21/07/2025
LİNDA ÇİÇEĞİ
Uluslararası araştırma şirketlerinin verilerine göre, dünyada 400 bini aşkın çiçek türü olduğu tahmin ediliyor. Bütün bu çiçeklerin hepsini tek tek bilmemiz mümkün değil elbet ama genel itibariyle bakıldığında, çiçekleri yetiştirebilmek için her birine ayrı, uygun bir ortam oluşturulması gerekiyor.
Eğer güneşi sevmeyen bir çiçeği güneşli ortamda bakmaya başlarsanız, soldurursunuz. Aynı şekilde; suyu hiç sevmeyen bir çiçeğe çok fazla su verirseniz, belki açmaya devam edebilir ama çok büyük ihtimalle çürüyüp gider.
Bazıları yarım gölge ister; ne güneşte duracaktır, ne de gölgede kalacaktır. Kimi çiçekler bahçe içindir, kimi ise sadece saksılarda yetişir. Doğru nem ve ışık koşulları mutlaka sağlanmalıdır. Her bir türün ayrı bir yaşam alanı, apayrı bir bakım şekli vardır. Çok hassas ve önemli bir iştir çiçek bakmak…

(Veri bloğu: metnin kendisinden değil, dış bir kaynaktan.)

use uuid::Uuid;

/// Emitted once a campaign has committed; drives the follower push fan-out.
#[derive(Debug, serde::Serialize, serde::Deserialize, Clone)]
pub struct CampaignPublishedEvent {
    pub campaign_id: Uuid,
    pub business_id: Uuid,
    pub business_name: String,
    pub campaign_name: String,
    pub offer_count: usize,
    pub timestamp: i64,
}

impl CampaignPublishedEvent {
    pub fn push_title(&self) -> String {
        format!("New offers from {}", self.business_name)
    }

    pub fn push_body(&self) -> String {
        match self.offer_count {
            1 => format!("{} is live with 1 new offer", self.campaign_name),
            n => format!("{} is live with {} new offers", self.campaign_name, n),
        }
    }

    /// Data payload delivered with the push; values are strings as push gateways expect.
    pub fn push_data(&self) -> serde_json::Value {
        serde_json::json!({
            "type": "campaign",
            "campaign_id": self.campaign_id.to_string(),
            "business_id": self.business_id.to_string(),
        })
    }
}

use chrono::{DateTime, Utc};
use serde::{Deserialize, Serialize};
use std::fmt;
use std::str::FromStr;
use uuid::Uuid;

use super::rule::{OfferRule, RuleType};
use super::ParseEnumError;

/// Offer status
#[derive(Debug, Clone, Copy, Serialize, Deserialize, PartialEq, Eq)]
#[serde(rename_all = "lowercase")]
pub enum OfferStatus {
    Active,
    Paused,
}

impl OfferStatus {
    pub fn toggled(self) -> Self {
        match self {
            OfferStatus::Active => OfferStatus::Paused,
            OfferStatus::Paused => OfferStatus::Active,
        }
    }
}

impl fmt::Display for OfferStatus {
    fn fmt(&self, f: &mut fmt::Formatter<'_>) -> fmt::Result {
        match self {
            OfferStatus::Active => write!(f, "active"),
            OfferStatus::Paused => write!(f, "paused"),
        }
    }
}

impl FromStr for OfferStatus {
    type Err = ParseEnumError;

    fn from_str(s: &str) -> Result<Self, Self::Err> {
        match s {
            "active" => Ok(OfferStatus::Active),
            "paused" => Ok(OfferStatus::Paused),
            other => Err(ParseEnumError {
                kind: "offer status",
                value: other.to_string(),
            }),
        }
    }
}

/// An offer published by a business branch
#[derive(Debug, Clone, Serialize, Deserialize, PartialEq)]
pub struct Offer {
    pub id: Uuid,
    pub branch_id: Uuid,
    pub campaign_id: Option<Uuid>,
    pub title: String,
    pub description: Option<String>,
    pub status: OfferStatus,
    pub start_date: DateTime<Utc>,
    pub end_date: DateTime<Utc>,
    pub created_by: Uuid,
    pub created_at: DateTime<Utc>,
}

impl Offer {
    /// Whether the offer belongs in the public feed at `now`.
    pub fn is_visible_at(&self, now: DateTime<Utc>) -> bool {
        self.status == OfferStatus::Active && self.start_date <= now && now <= self.end_date
    }
}

#[derive(Debug, Clone, Serialize, Deserialize, PartialEq, Eq)]
pub struct OfferMedia {
    pub id: Uuid,
    pub offer_id: Uuid,
    pub image_url: String,
    pub sort_order: i32,
}

/// Engagement counters, upserted alongside events rather than derived from them.
#[derive(Debug, Clone, Serialize, Deserialize, PartialEq, Eq)]
pub struct OfferMetrics {
    pub offer_id: Uuid,
    pub views: i64,
    pub clicks: i64,
    pub claims: i64,
    pub saves: i64,
    pub shares: i64,
    pub last_updated: DateTime<Utc>,
}

impl OfferMetrics {
    pub fn zeroed(offer_id: Uuid, now: DateTime<Utc>) -> Self {
        Self {
            offer_id,
            views: 0,
            clicks: 0,
            claims: 0,
            saves: 0,
            shares: 0,
            last_updated: now,
        }
    }
}

/// Business and branch details embedded in listings.
#[derive(Debug, Clone, Serialize, Deserialize, PartialEq, Eq)]
pub struct BusinessSummary {
    pub business_id: Uuid,
    pub business_name: String,
    pub logo_url: Option<String>,
    pub city: Option<String>,
}

#[derive(Debug, Clone, Serialize, Deserialize, PartialEq)]
pub struct RuleSummary {
    pub rule_type: RuleType,
    pub discount_value: Option<f64>,
}

/// Listing entry: the offer plus what a card in the feed needs to render.
#[derive(Debug, Clone, Serialize, Deserialize, PartialEq)]
pub struct FeedOffer {
    #[serde(flatten)]
    pub offer: Offer,
    pub business: BusinessSummary,
    pub thumbnail: Option<OfferMedia>,
    pub rule: Option<RuleSummary>,
}

#[derive(Debug, Clone, Serialize, Deserialize, PartialEq)]
pub struct OfferDetail {
    #[serde(flatten)]
    pub offer: Offer,
    pub business: BusinessSummary,
    pub rule: Option<OfferRule>,
    pub media: Vec<OfferMedia>,
    pub metrics: Option<OfferMetrics>,
}
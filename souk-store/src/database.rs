use sqlx::postgres::PgPoolOptions;
use sqlx::{Pool, Postgres};
use std::time::Duration;
use tracing::info;

use crate::app_config::DatabaseConfig;

#[derive(Clone)]
pub struct DbClient {
    pub pool: Pool<Postgres>,
}

impl DbClient {
    pub async fn new(config: &DatabaseConfig) -> Result<Self, sqlx::Error> {
        let pool = PgPoolOptions::new()
            .max_connections(config.max_connections)
            .acquire_timeout(Duration::from_secs(config.acquire_timeout_seconds))
            .connect(&config.url)
            .await?;

        Ok(Self { pool })
    }

    pub async fn migrate(&self) -> Result<(), sqlx::migrate::MigrateError> {
        info!("Running database migrations...");
        sqlx::migrate!("../migrations").run(&self.pool).await?;
        info!("Migrations completed successfully.");
        Ok(())
    }
}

Ama gelin görün ki; bu türlerin içinden sadece bir tanesi bambaşkadır. Ne iklim önemlidir, ne de toprak.. Yeter ki açmak istesin, beton falan dinlemez; toprağa, suya ihtiyaç duymaz… Baksanız, özünde çiçektir. İnce bir gövdeden ve yapraklardan oluşmuştur aslında ama mücadele kelimesinin tam karşılığıdır.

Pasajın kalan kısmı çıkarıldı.